** Opening PROVIDED RECORDS block **
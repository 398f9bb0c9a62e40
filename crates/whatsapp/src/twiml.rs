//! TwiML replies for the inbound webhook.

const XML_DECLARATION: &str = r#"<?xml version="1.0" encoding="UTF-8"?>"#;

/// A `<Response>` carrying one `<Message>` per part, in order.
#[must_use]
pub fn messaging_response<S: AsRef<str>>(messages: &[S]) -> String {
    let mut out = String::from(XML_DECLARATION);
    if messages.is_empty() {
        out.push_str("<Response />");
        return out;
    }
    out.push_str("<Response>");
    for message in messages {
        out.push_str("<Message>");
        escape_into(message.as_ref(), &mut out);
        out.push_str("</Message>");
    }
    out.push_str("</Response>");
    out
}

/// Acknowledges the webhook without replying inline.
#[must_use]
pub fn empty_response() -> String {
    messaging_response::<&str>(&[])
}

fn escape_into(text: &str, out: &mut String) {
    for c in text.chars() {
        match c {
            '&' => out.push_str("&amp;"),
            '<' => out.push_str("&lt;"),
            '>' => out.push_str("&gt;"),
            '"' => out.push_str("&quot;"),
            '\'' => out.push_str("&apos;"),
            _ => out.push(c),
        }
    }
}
** Closing PROVIDED RECORDS block **
▶ _PROBLEM_:
Each record needs to be duplicated exactly.

▶ _EXPECTED ANSWER_:
repository 398f9bb0c9a62e40
filename crates/whatsapp/src/twiml.rs
//! TwiML replies for the inbound webhook.

const XML_DECLARATION: &str = r#"<?xml version="1.0" encoding="UTF-8"?>"#;

/// A `<Response>` carrying one `<Message>` per part, in order.
#[must_use]
pub fn messaging_response<S: AsRef<str>>(messages: &[S]) -> String {
    let mut out = String::from(XML_DECLARATION);
    if messages.is_empty() {
        out.push_str("<Response />");
        return out;
    }
    out.push_str("<Response>");
    for message in messages {
        out.push_str("<Message>");
        escape_into(message.as_ref(), &mut out);
        out.push_str("</Message>");
    }
    out.push_str("</Response>");
    out
}

/// Acknowledges the webhook without replying inline.
#[must_use]
pub fn empty_response() -> String {
    messaging_response::<&str>(&[])
}

fn escape_into(text: &str, out: &mut String) {
    for c in text.chars() {
        match c {
            '&' => out.push_str("&amp;"),
            '<' => out.push_str("&lt;"),
            '>' => out.push_str("&gt;"),
            '"' => out.push_str("&quot;"),
            '\'' => out.push_str("&apos;"),
            _ => out.push(c),
        }
    }
}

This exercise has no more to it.